9. ASSIGNMENT. The rights and obligations of the Company shall enure to the benefit of and
shall be binding upon the successors and assigns of the Company. The rights and obligations of
Executive are not assignable except only that payments payable to him after his death shall be made
to his estate except as otherwise provided by the applicable plan or award documentation, if any.
10. NOTICES. All notices and other communications required hereunder shall be in writing and
shall be given by mailing the same by certified or registered mail, return receipt requested,
postage prepaid. If sent to the Company the same shall be mailed to the Company at 000 Xxxxxxxxxx
Xxxx, Xxxxxxxxxx, Xxxxxxxxxxxxx 00000, Attention: Chairman of the Executive Compensation
Committee, or other such address as the Company may hereafter designate by notice to Executive; and
if sent to the Executive, the same shall be mailed to Executive at his address as set forth in the
records of the Company or at such other address as Executive may hereafter designate by notice to
the Company.
11. WITHHOLDING; CERTAIN TAX MATTERS. Anything to the contrary notwithstanding, (a) all
payments required to be made by the Company hereunder to Executive shall be subject to the
withholding of such amounts, if any, relating to tax and other payroll deductions as the Company
may reasonably determine it should withhold pursuant to any applicable law or regulation, and (b)
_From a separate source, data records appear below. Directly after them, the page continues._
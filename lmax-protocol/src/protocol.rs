//! LMAX protocol vocabulary.
//!
//! Element names are bit-exact with the venue's XML and must not be changed.
//! They are grouped by the message that owns them; a name such as `balance`
//! is reused by several messages and only means something relative to the
//! handler whose scope it appears in.

// ============================================================================
// Inbound element names
// ============================================================================

/// Element names seen on the event stream and in responses.
pub mod element {
    // ----- accountState -----
    pub const ACCOUNT_STATE: &str = "accountState";
    pub const ACCOUNT_ID: &str = "accountId";
    pub const BALANCE: &str = "balance";
    pub const CASH: &str = "cash";
    pub const CREDIT: &str = "credit";
    pub const AVAILABLE_FUNDS: &str = "availableFunds";
    pub const AVAILABLE_TO_WITHDRAW: &str = "availableToWithdraw";
    pub const UNREALISED_PROFIT_AND_LOSS: &str = "unrealisedProfitAndLoss";
    pub const MARGIN: &str = "margin";
    pub const ACTIVE: &str = "active";

    // ----- wallet (repeating group inside accountState) -----
    pub const WALLET: &str = "wallet";
    pub const CURRENCY: &str = "currency";
    pub const NET_OPEN_POSITION: &str = "netOpenPosition";

    // ----- historicMarketData -----
    pub const HISTORIC_MARKET_DATA: &str = "historicMarketData";
    pub const INSTRUCTION_ID: &str = "instructionId";
    pub const URL: &str = "url";

    // ----- order -----
    pub const ORDER: &str = "order";
    pub const ORIGINAL_INSTRUCTION_ID: &str = "originalInstructionId";
    pub const ORDER_ID: &str = "orderId";
    pub const INSTRUMENT_ID: &str = "instrumentId";
    pub const PRICE: &str = "price";
    pub const QUANTITY: &str = "quantity";
    pub const MATCHED_QUANTITY: &str = "matchedQuantity";
    pub const CANCELLED_QUANTITY: &str = "cancelledQuantity";
    pub const ORDER_TYPE: &str = "orderType";
    pub const TIME_IN_FORCE: &str = "timeInForce";
    pub const STOP_REFERENCE_PRICE: &str = "stopReferencePrice";
    pub const STOP_LOSS_OFFSET: &str = "stopLossOffset";
    pub const STOP_PROFIT_OFFSET: &str = "stopProfitOffset";
    pub const COMMISSION: &str = "commission";
    pub const OPENING_ORDER_ID: &str = "openingOrderId";

    // ----- executions (nested inside order) -----
    pub const EXECUTIONS: &str = "executions";
    pub const EXECUTION_ID: &str = "executionId";
    pub const ENCODED_EXECUTION_ID: &str = "encodedExecutionId";
    pub const EXECUTION: &str = "execution";
    pub const ORDER_CANCELLED: &str = "orderCancelled";

    // ----- position -----
    pub const POSITION: &str = "position";
    pub const VALUATION: &str = "valuation";
    pub const SHORT_UNFILLED_COST: &str = "shortUnfilledCost";
    pub const LONG_UNFILLED_COST: &str = "longUnfilledCost";
    pub const OPEN_QUANTITY: &str = "openQuantity";
    pub const CUMULATIVE_COST: &str = "cumulativeCost";
    pub const OPEN_COST: &str = "openCost";

    // ----- generic response -----
    pub const BODY: &str = "body";
}

// ============================================================================
// Outbound request structure
// ============================================================================

/// Element names used only when writing requests.
pub mod request {
    /// Root element of every outbound request.
    pub const REQ: &str = "req";
    /// Wrapper around the request's own fields.
    pub const BODY: &str = super::element::BODY;
    pub const STOP_LOSS_INSTRUCTION_ID: &str = "stopLossInstructionId";
    pub const STOP_PROFIT_INSTRUCTION_ID: &str = "stopProfitInstructionId";

    // ----- historic market data request -----
    pub const ORDER_BOOK_ID: &str = "orderBookId";
    pub const FROM: &str = "from";
    pub const TO: &str = "to";
    pub const AGGREGATE: &str = "aggregate";
    pub const ORDER_BOOK: &str = "orderBook";
    pub const OPTIONS: &str = "options";
    pub const OPTION: &str = "option";
    pub const RESOLUTION: &str = "resolution";
    pub const DEPTH: &str = "depth";
    pub const FORMAT: &str = "format";
    /// Only file format the venue serves.
    pub const FORMAT_CSV: &str = "CSV";

    // ----- subscription -----
    pub const SUBSCRIPTION: &str = "subscription";
    pub const TYPE: &str = "type";
}

/// Request paths, relative to the venue's base URL.
pub mod uri {
    pub const PLACE_ORDER: &str = "/secure/trade/placeOrder";
    pub const AMEND_ORDER: &str = "/secure/trade/amendOrder";
    pub const CANCEL_ORDER: &str = "/secure/trade/cancel";
    pub const CLOSE_OUT_ORDER: &str = "/secure/trade/closeOutOrder";
    pub const CLOSE_OUT_INSTRUMENT_POSITION: &str = "/secure/trade/closeOutInstrumentPosition";
    pub const REQUEST_HISTORIC_MARKET_DATA: &str = "/secure/read/marketData/requestHistoricMarketData";
    pub const SUBSCRIBE: &str = "/secure/subscribe";
}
to the extent any payment hereunder shall be required to be delayed until six months following
separation from service to comply with the “specified employee” rules of Section 409A it shall be
so delayed (but not more than is required to comply with such rules).
12. GOVERNING LAW. This Agreement and the rights and obligations of the parties hereunder
shall be governed by the laws of the Commonwealth of Massachusetts.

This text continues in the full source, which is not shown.